Go through the data below and gather each line containing "Pending".

****

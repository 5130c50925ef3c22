pub mod core;

// Re-export key items for easy importing in this crate
pub use crate::core::types;

// Re-export key items for easy importing in other crates
pub use crate::core::flatten::{Row, collapse, flatten};
pub use crate::core::loader::load_report;
pub use crate::core::main_shared::run_main;
pub use crate::core::table::{ResultTableRow, TotalsTable};
pub use crate::core::tree::{build_tree, build_tree_filtered};
mod common;

use common::{dir_of, file};
use mewt_report::types::{MutantStatus, NodeKind, ResultNode};
use mewt_report::{Row, collapse, flatten};
use pretty_assertions::assert_eq;

fn labels<'a>(rows: &'a [Row<'_>]) -> Vec<(usize, &'a str)> {
    rows.iter()
        .map(|row| (row.depth, row.display_path.as_str()))
        .collect()
}

#[test]
fn test_single_file_under_single_child_root_is_one_row() {
    let root = dir_of("src", "src", vec![file("foo.js", "src/foo.js", &[MutantStatus::Killed])]);
    let rows = flatten(&root);
    assert_eq!(labels(&rows), vec![(0, "src/foo.js")]);
    assert_eq!(rows[0].node.kind(), NodeKind::File);
    assert_eq!(rows[0].node.path(), "src/foo.js");
}

#[test]
fn test_branching_directory_keeps_its_row() {
    let root = dir_of(
        "src",
        "src",
        vec![
            dir_of("a", "src/a", vec![file("x.js", "src/a/x.js", &[])]),
            dir_of("b", "src/b", vec![file("y.js", "src/b/y.js", &[])]),
        ],
    );
    let rows = flatten(&root);
    assert_eq!(
        labels(&rows),
        vec![(0, "src"), (1, "a/x.js"), (1, "b/y.js")]
    );
    assert_eq!(rows[0].node.path(), "src");
}

#[test]
fn test_long_single_child_chain_collapses_fully() {
    let root = dir_of(
        "root",
        "root",
        vec![
            dir_of(
                "a",
                "root/a",
                vec![dir_of(
                    "b",
                    "root/a/b",
                    vec![dir_of("c", "root/a/b/c", vec![file("d.js", "root/a/b/c/d.js", &[])])],
                )],
            ),
            file("e.js", "root/e.js", &[]),
        ],
    );
    let rows = flatten(&root);
    assert_eq!(labels(&rows), vec![(0, "root"), (1, "a/b/c/d.js"), (1, "e.js")]);
    assert_eq!(rows[1].node.path(), "root/a/b/c/d.js");
}

#[test]
fn test_chain_ending_in_branching_directory_anchors_there() {
    let root = dir_of(
        "app",
        "app",
        vec![dir_of(
            "src",
            "app/src",
            vec![
                file("a.js", "app/src/a.js", &[]),
                dir_of("lib", "app/src/lib", vec![]),
            ],
        )],
    );
    let rows = flatten(&root);
    assert_eq!(
        labels(&rows),
        vec![(0, "app/src"), (1, "a.js"), (1, "lib")]
    );
    assert_eq!(rows[0].node.path(), "app/src");
    assert_eq!(rows[1].ancestors, vec!["app/src"]);
    assert_eq!(rows[2].node.kind(), NodeKind::Directory);
}

#[test]
fn test_empty_directory_is_its_own_row() {
    let root = dir_of("bar", "bar", vec![]);
    let rows = flatten(&root);
    assert_eq!(labels(&rows), vec![(0, "bar")]);
}

#[test]
fn test_flatten_is_idempotent_and_pure() {
    let root = dir_of(
        "src",
        "src",
        vec![
            file("a.js", "src/a.js", &[MutantStatus::Survived]),
            dir_of("lib", "src/lib", vec![file("b.js", "src/lib/b.js", &[])]),
        ],
    );
    let before = root.clone();
    let first = flatten(&root);
    let second = flatten(&root);
    assert_eq!(first, second);
    assert_eq!(root, before);
}

#[test]
fn test_collapse_reports_anchor_and_label() {
    let node: ResultNode = dir_of("a", "a", vec![dir_of("b", "a/b", vec![file("c.js", "a/b/c.js", &[])])]);
    let (label, anchor) = collapse(&node);
    assert_eq!(label, "a/b/c.js");
    assert_eq!(anchor.path(), "a/b/c.js");
    assert!(anchor.is_file());
}
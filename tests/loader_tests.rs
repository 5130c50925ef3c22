mod common;

use std::fs;

use common::report_json;
use mewt_report::types::{MutantStatus, ReportError, ResultNode, StatusCategory};
use mewt_report::{TotalsTable, build_tree, flatten, load_report};
use pretty_assertions::assert_eq;
use tempfile::tempdir;

fn write_report(content: &str) -> (tempfile::TempDir, std::path::PathBuf) {
    let temp_dir = tempdir().expect("Failed to create temp directory");
    let file_path = temp_dir.path().join("mutation.json");
    fs::write(&file_path, content).expect("Failed to write report");
    (temp_dir, file_path)
}

#[test]
fn test_load_and_render_report_from_disk() {
    let (_temp_dir, path) = write_report(&report_json(&[
        ("src/core/a.js", "Killed Survived Pending"),
        ("src/core/b.js", "Timeout"),
    ]));

    let report = tokio_test::block_on(load_report(&path)).expect("report loads");
    assert_eq!(report.schema_version.as_deref(), Some("1.0"));
    assert_eq!(
        report.files[0].1.mutants[2].status,
        MutantStatus::Other("Pending".to_string())
    );

    let root: ResultNode = build_tree(&report).into();
    assert_eq!(root.totals().count(StatusCategory::Other), 1);
    assert_eq!(root.totals().total_mutants(), 4);

    // All files -> src -> core is a single-child chain
    let rows = flatten(&root);
    let labels: Vec<&str> = rows.iter().map(|r| r.display_path.as_str()).collect();
    assert_eq!(labels, vec!["All files/src/core", "a.js", "b.js"]);

    let thresholds = report.thresholds.unwrap_or_default();
    let table = TotalsTable::new(Some(&root), &thresholds).unwrap();
    let names: Vec<String> = table.rows().iter().map(|r| r.name()).collect();
    assert_eq!(names, vec!["All files", "src/core"]);
    assert_eq!(table.row(1).unwrap().mutation_score(), "66.67");
}

#[test]
fn test_missing_file_is_an_io_error() {
    let temp_dir = tempdir().expect("Failed to create temp directory");
    let path = temp_dir.path().join("missing.json");
    let result = tokio_test::block_on(load_report(&path));
    match result {
        Err(ReportError::Io { path: reported, .. }) => assert_eq!(reported, path),
        other => panic!("expected an I/O error, got {other:?}"),
    }
}

#[test]
fn test_malformed_json_is_rejected() {
    let (_temp_dir, path) = write_report("{ \"files\": [ }");
    let result = tokio_test::block_on(load_report(&path));
    assert!(matches!(result, Err(ReportError::Json(_))));
}

#[test]
fn test_out_of_range_thresholds_are_rejected() {
    let (_temp_dir, path) =
        write_report(r#"{ "thresholds": { "high": 120, "low": 60 }, "files": {} }"#);
    let result = tokio_test::block_on(load_report(&path));
    assert!(matches!(
        result,
        Err(ReportError::InvalidThresholds { high, .. }) if high == 120.0
    ));
}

****

TASK RESPONSE:
        ("src/core/a.js", "Killed Survived Pending"),
        MutantStatus::Other("Pending".to_string())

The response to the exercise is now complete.